Book Synopsis Medicine in China by : Paul U. Unschuld
Download or read book Medicine in China written by Paul U. Unschuld and published by Univ of California Press. This book was released on 2010-06 with total page 464 pages. Available in PDF, EPUB and Kindle. Book excerpt: In the first comprehensive and analytical study of therapeutic concepts and practices in China, Paul Unschuld traced the history of documented health care from its earliest extant records to present developments. This edition is updated with a new preface which details the immense ideological intersections between Chinese and European medicines in the past 25 years.

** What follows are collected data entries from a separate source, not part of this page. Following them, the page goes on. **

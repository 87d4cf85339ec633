use axum::{
    extract::{Path, State},
    Json,
};
use serde::{Deserialize, Serialize};
use std::sync::Arc;
use utoipa::ToSchema;

use curable_persist::Profile;

use crate::{
    error::{ApiError, ApiResult},
    state::AppState,
};

#[derive(Debug, Serialize, Deserialize, ToSchema)]
pub struct ProfileResponse {
    pub user_id: String,
    pub full_name: Option<String>,
    pub email: Option<String>,
    pub age: Option<u32>,
    pub gender: Option<String>,
    pub bmi: Option<f64>,
    pub blood_group: Option<String>,
    pub genotype: Option<String>,
}

impl From<Profile> for ProfileResponse {
    fn from(profile: Profile) -> Self {
        Self {
            user_id: profile.id,
            full_name: profile.full_name,
            email: profile.email,
            age: profile.age,
            gender: profile.gender,
            bmi: profile.bmi,
            blood_group: profile.blood_group,
            genotype: profile.genotype,
        }
    }
}

/// Look up a profile by (part of) the user's full name
#[utoipa::path(
    get,
    path = "/profile/{username}",
    params(
        ("username" = String, Path, description = "Name fragment, matched case-insensitively")
    ),
    responses(
        (status = 200, description = "Matching profile", body = ProfileResponse),
        (status = 404, description = "No profile matches")
    ),
    tag = "profile"
)]
pub async fn get_profile(
    State(state): State<Arc<AppState>>,
    Path(username): Path<String>,
) -> ApiResult<Json<ProfileResponse>> {
    let profile = state
        .persist
        .find_profile_by_name(&username)
        .await?
        .ok_or(ApiError::ProfileNotFound(username))?;

    Ok(Json(profile.into()))
}
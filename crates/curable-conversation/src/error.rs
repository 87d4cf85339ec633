use std::time::Duration;

use curable_llm::RunStatus;
use curable_persist::PersistError;
use thiserror::Error;

#[derive(Error, Debug)]
pub enum ConversationError {
    #[error("Assistant service error: {0}")]
    Upstream(#[from] anyhow::Error),

    #[error("Persistence error: {0}")]
    Persistence(#[from] PersistError),

    #[error("Run {run_id} did not finish after {attempts} polls ({waited:?})")]
    UpstreamTimeout {
        run_id: String,
        attempts: u32,
        waited: Duration,
    },

    #[error("Run {run_id} ended with status {status}: {}", reason.as_deref().unwrap_or("no details"))]
    RunFailed {
        run_id: String,
        status: RunStatus,
        reason: Option<String>,
    },
}

impl ConversationError {
    pub fn is_timeout(&self) -> bool {
        matches!(self, Self::UpstreamTimeout { .. })
    }
}

pub type Result<T> = std::result::Result<T, ConversationError>;
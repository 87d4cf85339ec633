use std::time::{Duration, Instant};

use anyhow::Context;
use curable_llm::{AssistantClient, Run, RunStatus};

use crate::error::{ConversationError, Result};

/// Bounds on waiting for a run to finish
#[derive(Debug, Clone)]
pub struct PollConfig {
    pub poll_interval: Duration,
    pub max_poll_attempts: u32,
    pub run_timeout: Duration,
}

impl Default for PollConfig {
    fn default() -> Self {
        Self {
            poll_interval: Duration::from_secs(1),
            max_poll_attempts: 120,
            run_timeout: Duration::from_secs(120),
        }
    }
}

impl PollConfig {
    pub fn new() -> Self {
        Self::default()
    }

    pub fn with_interval(mut self, interval: Duration) -> Self {
        self.poll_interval = interval;
        self
    }

    pub fn with_max_attempts(mut self, attempts: u32) -> Self {
        self.max_poll_attempts = attempts;
        self
    }

    pub fn with_timeout(mut self, timeout: Duration) -> Self {
        self.run_timeout = timeout;
        self
    }
}

/// Classify a status seen while waiting: `Some(Ok)` when the run completed,
/// `Some(Err)` when it ended any other way, `None` while it is still going.
pub(crate) fn settle(run: &Run) -> Option<Result<()>> {
    match run.status {
        RunStatus::Completed => Some(Ok(())),
        status if status.is_terminal() => Some(Err(ConversationError::RunFailed {
            run_id: run.id.clone(),
            status,
            reason: run
                .last_error
                .as_ref()
                .map(|e| format!("{}: {}", e.code, e.message)),
        })),
        _ => None,
    }
}

/// Poll `run` until it completes, fails, or the attempt/time budget runs out.
pub async fn wait_for_run(
    assistant: &dyn AssistantClient,
    run: Run,
    config: &PollConfig,
) -> Result<Run> {
    if let Some(outcome) = settle(&run) {
        return outcome.map(|_| run);
    }

    let started = Instant::now();
    let mut attempts = 0;

    while attempts < config.max_poll_attempts {
        let remaining = config.run_timeout.saturating_sub(started.elapsed());
        if remaining.is_zero() {
            break;
        }
        tokio::time::sleep(config.poll_interval.min(remaining)).await;
        attempts += 1;

        let current = match tokio::time::timeout(
            config.run_timeout.saturating_sub(started.elapsed()),
            assistant.retrieve_run(&run.thread_id, &run.id),
        )
        .await
        {
            Ok(result) => result.context("Failed to retrieve run")?,
            Err(_) => break,
        };

        tracing::debug!(run_id = %current.id, status = %current.status, attempts, "Polled run");
        if let Some(outcome) = settle(&current) {
            if let Err(ref e) = outcome {
                tracing::warn!(run_id = %current.id, error = %e, "Run did not complete");
            }
            return outcome.map(|_| current);
        }
    }

    let waited = started.elapsed();
    tracing::warn!(run_id = %run.id, attempts, waited_ms = waited.as_millis() as u64, "Gave up waiting for run");
    Err(ConversationError::UpstreamTimeout {
        run_id: run.id,
        attempts,
        waited,
    })
}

Download or read book Breathing Spaces written by Nancy N. Chen and published by Columbia University Press. This book was released on 2003 with total page 257 pages. Available in PDF, EPUB and Kindle. Book excerpt: The charismatic form of healing called qigong, which at its core involves meditative breathing exercises, achieved enormous popularity in China during the last two decades. Anthropologist Nancy N. Chen examines the cultural context of medicine and healing practices in the PRC, Taiwan, and the United States, and the pages of her book come alive with the narratives of the numerous practitioners, healers, psychiatric patients, doctors, and bureaucrats she interviewed.
Book Synopsis Chinese Medicine in Contemporary China by : Volker Scheid
Download or read book Chinese Medicine in Contemporary China written by Volker Scheid and published by Duke University Press. This book was released on 2002-06-12 with total page 436 pages. Available in PDF, EPUB and Kindle. Book excerpt: DIVThis ethnography of contemporary Chinese medicine that covers both Chinese medical education and practice./div
Book Synopsis Dao of Chinese Medicine by : Donald E. Kendall
Download or read book Dao of Chinese Medicine written by Donald E. Kendall and published by Oxford University Press, USA. This book was released on 2002 with total page 380 pages. Available in PDF, EPUB and Kindle. Book excerpt: Explores the ancient system of physiological medicine in China, and the system's applications in the field of modern medicine.